BigMan and her team incorporate traditional handmade jingle dresses with their performances, combining the traditional healing and celebratory nature of the dresses with contemporary military symbols and emblems like ranks, deployment patches, or awards. The modern NAWW dress is colored red, white, blue, and Cheyenne pink, symbolizing patriotism and indigenous identity. The jingle dress worn by BigMan during Obama's Second Inauguration also included a tribute to Lori Piestewa, the first Native American woman to die in combat.

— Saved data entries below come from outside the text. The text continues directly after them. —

//! Domain registration expiry via whois, cached per domain

use chrono::{DateTime, NaiveDate, NaiveDateTime, Utc};
use dailyhud_core::command::{command_exists, run_command, CommandError};
use dailyhud_core::{hours, CheckResult, Probe, ProbeContext, Result, TtlCache};
use regex::Regex;
use serde_json::{json, Map, Value};
use std::sync::OnceLock;
use std::time::Duration;
use tracing::debug;

use super::certs::days_until;

const WHOIS_TIMEOUT: Duration = Duration::from_secs(15);
const CACHE_NAMESPACE: &str = "domains";

pub struct DomainsProbe;

impl Probe for DomainsProbe {
    fn id(&self) -> &str {
        "domains"
    }

    fn run(&self, ctx: &ProbeContext) -> Result<Vec<CheckResult>> {
        let domains = &ctx.config.domains;
        if domains.is_empty() {
            return Ok(Vec::new());
        }
        if !command_exists("whois") {
            return Ok(vec![CheckResult::warning("domains", "Domains: whois not installed")]);
        }

        let cache = ctx.cache.open(CACHE_NAMESPACE);
        let result = check_cached_domains(
            cache.as_ref(),
            hours(ctx.config.cache.durations.domains),
            domains,
            ctx.thresholds().domain_warning_days,
            Utc::now(),
            lookup_expiry,
        );

        Ok(vec![result])
    }
}

fn expiry_regex() -> Option<&'static Regex> {
    static RE: OnceLock<Option<Regex>> = OnceLock::new();
    RE.get_or_init(|| {
        Regex::new(
            r"(?im)^\s*(?:Registry Expiry Date|Registrar Registration Expiration Date|Expiration Date|Expiry Date|Expiration Time|expires|paid-till|Renewal date)\s*:\s*(.+?)\s*$",
        )
        .ok()
    })
    .as_ref()
}

/// Parse the date formats registries commonly print
fn parse_whois_date(raw: &str) -> Option<DateTime<Utc>> {
    if let Ok(dt) = DateTime::parse_from_rfc3339(raw) {
        return Some(dt.with_timezone(&Utc));
    }
    for format in ["%Y-%m-%dT%H:%M:%S", "%Y-%m-%d %H:%M:%S", "%Y.%m.%d %H:%M:%S"] {
        if let Ok(dt) = NaiveDateTime::parse_from_str(raw, format) {
            return Some(dt.and_utc());
        }
    }
    let date_part = raw.split_whitespace().next().unwrap_or(raw);
    for format in ["%Y-%m-%d", "%Y.%m.%d", "%d-%b-%Y", "%d.%m.%Y", "%Y/%m/%d"] {
        if let Ok(date) = NaiveDate::parse_from_str(date_part, format) {
            return date.and_hms_opt(0, 0, 0).map(|dt| dt.and_utc());
        }
    }
    None
}

fn parse_whois_expiry(output: &str) -> Option<DateTime<Utc>> {
    expiry_regex()?
        .captures_iter(output)
        .filter_map(|caps| caps.get(1))
        .find_map(|m| parse_whois_date(m.as_str()))
}

fn lookup_expiry(domain: &str) -> std::result::Result<DateTime<Utc>, String> {
    debug!("whois {}", domain);
    let output = match run_command("whois", &[domain], WHOIS_TIMEOUT) {
        Ok(out) => out,
        // some whois clients exit non-zero even with a usable answer
        Err(CommandError::Failed { stderr }) => {
            if stderr.to_lowercase().contains("connect") {
                return Err("WHOIS server unavailable".to_string());
            }
            return Err(format!("WHOIS error: {}", stderr.chars().take(40).collect::<String>()));
        }
        Err(CommandError::TimedOut) => return Err("WHOIS server unavailable".to_string()),
        Err(e) => return Err(format!("WHOIS error: {}", e)),
    };

    if output.contains("No match for") || output.to_uppercase().contains("NOT FOUND") {
        return Err("Domain not found".to_string());
    }
    parse_whois_expiry(&output).ok_or_else(|| "No expiration date in WHOIS".to_string())
}

/// Load the namespace, grade every domain and write back only when a
/// lookup ran, so a run served from cache keeps the namespace's mtime.
fn check_cached_domains(
    cache: Option<&TtlCache>,
    max_age: Duration,
    domains: &[String],
    warn_days: i64,
    now: DateTime<Utc>,
    lookup: impl Fn(&str) -> std::result::Result<DateTime<Utc>, String>,
) -> CheckResult {
    let cached = cache.map(|c| c.load(max_age)).unwrap_or_default();
    let (result, updated) = check_domains(domains, &cached, warn_days, now, lookup);
    if let (Some(cache), Some(updated)) = (cache, updated) {
        cache.save(&updated);
    }
    result
}

/// Grade every domain, consulting `cached` first. Returns the result and,
/// when at least one domain was looked up, the cache contents to persist.
fn check_domains(
    domains: &[String],
    cached: &Map<String, Value>,
    warn_days: i64,
    now: DateTime<Utc>,
    lookup: impl Fn(&str) -> std::result::Result<DateTime<Utc>, String>,
) -> (CheckResult, Option<Map<String, Value>>) {
    let mut ok = 0;
    let mut looked_up = false;
    let mut errors = Vec::new();
    let mut warnings = Vec::new();
    let mut fresh = Map::new();

    for domain in domains {
        let entry = cached.get(domain).and_then(|entry| {
            if let Some(error) = entry.get("error").and_then(Value::as_str).filter(|e| !e.is_empty()) {
                return Some(Err(error.to_string()));
            }
            entry
                .get("expiry")
                .and_then(Value::as_str)
                .and_then(|s| DateTime::parse_from_rfc3339(s).ok())
                .map(|dt| Ok(dt.with_timezone(&Utc)))
        });

        let (outcome, cache_entry) = match entry {
            Some(outcome) => (outcome, cached[domain.as_str()].clone()),
            None => {
                looked_up = true;
                let outcome = lookup(domain);
                let cache_entry = match &outcome {
                    Ok(expiry) => json!({ "expiry": expiry.to_rfc3339() }),
                    Err(msg) => json!({ "error": msg }),
                };
                (outcome, cache_entry)
            }
        };
        fresh.insert(domain.clone(), cache_entry);

        match outcome {
            Err(msg) => errors.push(format!("{}: {}", domain, msg)),
            Ok(expiry) => {
                let days = days_until(expiry, now);
                if days < 0 {
                    errors.push(format!("{}: EXPIRED", domain));
                } else if days <= warn_days {
                    warnings.push(format!("{}: expires in {} days", domain, days));
                } else {
                    ok += 1;
                }
            }
        }
    }

    let result = if !errors.is_empty() {
        CheckResult::error("domains", format!("Domains: {} issue(s)", errors.len()))
            .with_details(errors)
    } else if !warnings.is_empty() {
        CheckResult::warning(
            "domains",
            format!("Domains: {} expiring within {} days", warnings.len(), warn_days),
        )
        .with_details(warnings)
    } else {
        debug!("{} of {} domains valid", ok, domains.len());
        CheckResult::ok(
            "domains",
            format!("Domains: All {} valid (>{} days)", domains.len(), warn_days),
        )
    };

    (result, looked_up.then_some(fresh))
}

#[cfg(test)]
mod tests {
    use super::*;
    use chrono::TimeZone;
    use dailyhud_core::Status;
    use std::cell::{Cell, RefCell};
    use std::time::SystemTime;

    fn now() -> DateTime<Utc> {
        Utc.with_ymd_and_hms(2026, 3, 10, 12, 0, 0).unwrap()
    }

    #[test]
    fn test_parse_whois_output() {
        let verisign = "   Domain Name: EXAMPLE.COM\n   Registry Expiry Date: 2026-08-13T04:00:00Z\n";
        assert_eq!(
            parse_whois_expiry(verisign),
            Some(Utc.with_ymd_and_hms(2026, 8, 13, 4, 0, 0).unwrap())
        );

        let ru = "domain: EXAMPLE.RU\npaid-till: 2027-01-02T21:00:00Z\n";
        assert_eq!(
            parse_whois_expiry(ru),
            Some(Utc.with_ymd_and_hms(2027, 1, 2, 21, 0, 0).unwrap())
        );

        let uk = "    Expiry date:  05-Nov-2026\n";
        assert_eq!(
            parse_whois_expiry(uk),
            Some(Utc.with_ymd_and_hms(2026, 11, 5, 0, 0, 0).unwrap())
        );

        assert_eq!(parse_whois_expiry("Domain Name: X\n"), None);
    }

    #[test]
    fn test_grades_and_cache_entries() {
        let domains = vec!["ok.com".to_string(), "soon.com".to_string(), "gone.com".to_string()];
        let lookup = |d: &str| match d {
            "ok.com" => Ok(now() + chrono::Duration::days(200)),
            "soon.com" => Ok(now() + chrono::Duration::days(12)),
            _ => Err("Domain not found".to_string()),
        };

        let (result, fresh) = check_domains(&domains, &Map::new(), 30, now(), lookup);
        let fresh = fresh.unwrap();
        assert_eq!(result.status, Status::Error);
        assert_eq!(result.message, "Domains: 1 issue(s)");
        assert_eq!(result.details, vec!["gone.com: Domain not found"]);
        assert_eq!(fresh["gone.com"], json!({"error": "Domain not found"}));
        assert!(fresh["ok.com"]["expiry"].is_string());
    }

    #[test]
    fn test_cached_entries_skip_lookup() {
        let mut cached = Map::new();
        cached.insert("a.com".to_string(), json!({"expiry": "2026-03-20T00:00:00+00:00"}));
        cached.insert("b.com".to_string(), json!({"error": "WHOIS server unavailable"}));

        let calls = RefCell::new(Vec::new());
        let lookup = |d: &str| {
            calls.borrow_mut().push(d.to_string());
            Ok(now() + chrono::Duration::days(400))
        };

        let domains = vec!["a.com".to_string(), "b.com".to_string(), "c.com".to_string()];
        let (result, fresh) = check_domains(&domains, &cached, 30, now(), lookup);
        let fresh = fresh.unwrap();

        assert_eq!(*calls.borrow(), vec!["c.com"]);
        assert_eq!(result.status, Status::Error);
        assert_eq!(result.details, vec!["b.com: WHOIS server unavailable"]);
        // the cached negative entry is carried forward unchanged
        assert_eq!(fresh["b.com"], cached["b.com"]);
        assert_eq!(fresh.len(), 3);
    }

    #[test]
    fn test_fully_cached_run_has_nothing_to_persist() {
        let mut cached = Map::new();
        cached.insert("a.com".to_string(), json!({"expiry": "2026-09-01T00:00:00+00:00"}));
        let domains = vec!["a.com".to_string()];

        let (result, updated) = check_domains(&domains, &cached, 30, now(), |_| {
            Err("unexpected lookup".to_string())
        });
        assert_eq!(result.status, Status::Ok);
        assert!(updated.is_none());
    }

    #[test]
    fn test_negative_entry_expires_with_namespace() {
        let dir = tempfile::tempdir().unwrap();
        let cache = TtlCache::open(CACHE_NAMESPACE, dir.path());
        let ttl = hours(24);
        let domains = vec!["flaky.com".to_string()];

        let calls = Cell::new(0);
        let lookup = |_: &str| {
            calls.set(calls.get() + 1);
            Err("WHOIS server unavailable".to_string())
        };
        let age_namespace = |by: Duration| {
            let file = std::fs::File::options()
                .write(true)
                .open(cache.path().unwrap())
                .unwrap();
            file.set_modified(SystemTime::now() - by).unwrap();
        };

        let first = check_cached_domains(Some(&cache), ttl, &domains, 30, now(), lookup);
        assert_eq!(first.details, vec!["flaky.com: WHOIS server unavailable"]);
        assert_eq!(calls.get(), 1);

        // later runs inside the TTL reuse the entry and leave the mtime alone
        age_namespace(hours(23));
        let mtime = std::fs::metadata(cache.path().unwrap()).unwrap().modified().unwrap();
        let second = check_cached_domains(Some(&cache), ttl, &domains, 30, now(), lookup);
        assert_eq!(second.details, first.details);
        assert_eq!(calls.get(), 1);
        assert_eq!(
            std::fs::metadata(cache.path().unwrap()).unwrap().modified().unwrap(),
            mtime
        );

        // once the namespace is past its TTL the domain is looked up again
        age_namespace(hours(25));
        check_cached_domains(Some(&cache), ttl, &domains, 30, now(), lookup);
        assert_eq!(calls.get(), 2);
    }

    #[test]
    fn test_all_valid() {
        let domains = vec!["a.com".to_string()];
        let (result, _) = check_domains(&domains, &Map::new(), 30, now(), |_| {
            Ok(now() + chrono::Duration::days(90))
        });
        assert_eq!(result.status, Status::Ok);
        assert_eq!(result.message, "Domains: All 1 valid (>30 days)");
    }
}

== Awards and recognition ==
BigMan was presented the Society of American Indian Government Employees (SAIGE) Meritorious Service Award in 2012 for her efforts in advocacy and representation. She was also honored by the White House "Champions of Change" initiative for her cultural advocacy and for her work with NAWW in 2014.

== Personal life ==
Bigman is married to Dwayne Cyrus, a fellow Army veteran. Together, they have seven children, five of whom were adopted: Marcus Cyrus, Tia Cyrus are the couples own two, Christopher BigMan, Mitcheleen BigMan-Cyrus, Emilia Cyrus, David Cyrus, and Joseph Cyrus are the five adopted. She was also on the Board of Trustees for the Smithsonian National Museum of the American Indian as of October 2018 and the Advisory Committee for the Native American Veterans Memorial.